**PROVIDED MATERIAL**
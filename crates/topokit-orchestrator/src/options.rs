//! Provider options decoded from the run's YAML configuration.
//!
//! The options name the image build to run, the gateway version, the OS
//! family of the images and the resource limits applied to every launched
//! node. They are loaded once per provisioning call and read-only after.

use serde::{Deserialize, Serialize};
use std::fmt;
use std::path::Path;
use tracing::debug;

use crate::error::Result;

/// Default location of the engine provider options, relative to the config root.
pub const DEFAULT_OPTIONS_PATH: &str = "providers/docker/options.yml";

/// OS family of the node images.
#[derive(Debug, Clone, Copy, PartialEq, Eq, Hash, Default, Serialize, Deserialize)]
#[serde(from = "String", into = "String")]
pub enum OsFamily {
    /// Ubuntu 14 images (the default).
    #[default]
    Ubuntu,

    /// CentOS 7 images.
    CentOs,

    /// Windows 2012 images.
    Windows,
}

impl OsFamily {
    /// Returns the configuration spelling of this family.
    pub const fn config_name(self) -> &'static str {
        match self {
            Self::Ubuntu => "ubuntu14",
            Self::CentOs => "centos7",
            Self::Windows => "windows2012",
        }
    }

    /// Returns the build context directory name for this family.
    pub const fn context_dir(self) -> &'static str {
        match self {
            Self::Ubuntu => "Ubuntu14",
            Self::CentOs => "CentOS7",
            Self::Windows => "Windows2012",
        }
    }
}

impl From<String> for OsFamily {
    fn from(value: String) -> Self {
        match value.trim().to_ascii_lowercase().as_str() {
            "centos7" => Self::CentOs,
            "windows2012" => Self::Windows,
            _ => Self::Ubuntu,
        }
    }
}

impl From<OsFamily> for String {
    fn from(os: OsFamily) -> Self {
        os.config_name().to_string()
    }
}

impl fmt::Display for OsFamily {
    fn fmt(&self, f: &mut fmt::Formatter<'_>) -> fmt::Result {
        f.write_str(self.config_name())
    }
}

/// Ulimit configuration.
#[derive(Debug, Clone, PartialEq, Eq, Serialize, Deserialize)]
pub struct Ulimit {
    /// Ulimit name (e.g., "nofile", "nproc").
    pub name: String,

    /// Soft limit.
    pub soft: i64,

    /// Hard limit.
    pub hard: i64,
}

impl Ulimit {
    /// Creates a new ulimit.
    pub fn new(name: impl Into<String>, soft: i64, hard: i64) -> Self {
        Self {
            name: name.into(),
            soft,
            hard,
        }
    }

    /// Creates a nofile ulimit.
    pub fn nofile(soft: i64, hard: i64) -> Self {
        Self::new("nofile", soft, hard)
    }
}

/// Options for the engine-backed providers.
#[derive(Debug, Clone, Default, PartialEq, Eq, Serialize, Deserialize)]
#[serde(default)]
pub struct ProviderOptions {
    /// Server build as `<version>-<build number>`.
    pub build: String,

    /// Gateway build as `<version>-<build number>`.
    #[serde(alias = "sync_gateway_version")]
    pub gateway_version: String,

    /// Package URL to build from instead of the default download location.
    pub build_url_override: String,

    /// CPU CFS period in microseconds (0 = engine default).
    #[serde(alias = "cpuperiod")]
    pub cpu_period: i64,

    /// CPU CFS quota in microseconds (0 = engine default).
    #[serde(alias = "cpuquota")]
    pub cpu_quota: i64,

    /// Memory limit in bytes (0 = engine default).
    pub memory: i64,

    /// Memory plus swap limit in bytes (0 = engine default, -1 = unlimited).
    #[serde(alias = "memoryswap")]
    pub memory_swap: i64,

    /// OS family of the images.
    pub os: OsFamily,

    /// Ulimits applied to every container.
    pub ulimits: Vec<Ulimit>,
}

impl ProviderOptions {
    /// Creates options for a server build with everything else defaulted.
    pub fn for_build(build: impl Into<String>) -> Self {
        Self {
            build: build.into(),
            ..Default::default()
        }
    }

    /// Loads options from a YAML file.
    pub fn from_file(path: &Path) -> Result<Self> {
        let content = std::fs::read_to_string(path)?;
        let options: Self = serde_yaml::from_str(&content)?;
        debug!(
            path = %path.display(),
            build = %options.build,
            os = %options.os,
            "Loaded provider options"
        );
        Ok(options)
    }

    /// Returns the memory limit in megabytes (decimal, bytes / 1 000 000).
    pub fn memory_mb(&self) -> i64 {
        self.memory / 1_000_000
    }
}

#[cfg(test)]
mod tests {
    use super::*;
    use std::io::Write;

    #[test]
    fn test_os_family_decoding() {
        assert_eq!(OsFamily::from("centos7".to_string()), OsFamily::CentOs);
        assert_eq!(OsFamily::from("Windows2012".to_string()), OsFamily::Windows);
        assert_eq!(OsFamily::from("ubuntu14".to_string()), OsFamily::Ubuntu);
        assert_eq!(OsFamily::from("debian".to_string()), OsFamily::Ubuntu);
        assert_eq!(OsFamily::CentOs.context_dir(), "CentOS7");
    }

    #[test]
    fn test_memory_mb() {
        let options = ProviderOptions {
            memory: 2_000_000_000,
            ..Default::default()
        };
        assert_eq!(options.memory_mb(), 2000);
    }

    #[test]
    fn test_load_legacy_spelling() {
        let mut file = tempfile::NamedTempFile::new().unwrap();
        writeln!(
            file,
            r#"
build: 4.5.0-2601
sync_gateway_version: 1.3.0-274
cpuperiod: 100000
cpuquota: 50000
memory: 1000000000
memoryswap: -1
os: centos7
ulimits:
  - name: nofile
    soft: 40960
    hard: 40960
"#
        )
        .unwrap();

        let options = ProviderOptions::from_file(file.path()).unwrap();
        assert_eq!(options.build, "4.5.0-2601");
        assert_eq!(options.gateway_version, "1.3.0-274");
        assert_eq!(options.cpu_period, 100_000);
        assert_eq!(options.cpu_quota, 50_000);
        assert_eq!(options.memory_swap, -1);
        assert_eq!(options.os, OsFamily::CentOs);
        assert_eq!(options.ulimits, vec![Ulimit::nofile(40960, 40960)]);
        assert!(options.build_url_override.is_empty());
    }

    #[test]
    fn test_load_missing_file() {
        let err = ProviderOptions::from_file(Path::new("/nonexistent/options.yml")).unwrap_err();
        assert!(matches!(err, crate::error::ProvisionError::Io(_)));
    }
}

**TASK DIRECTIONS**
Check each line of the records for the word "location" and extract those that contain it.

**EXERCISE SOLUTION**
/// Default location of the engine provider options, relative to the config root.
    /// Package URL to build from instead of the default download location.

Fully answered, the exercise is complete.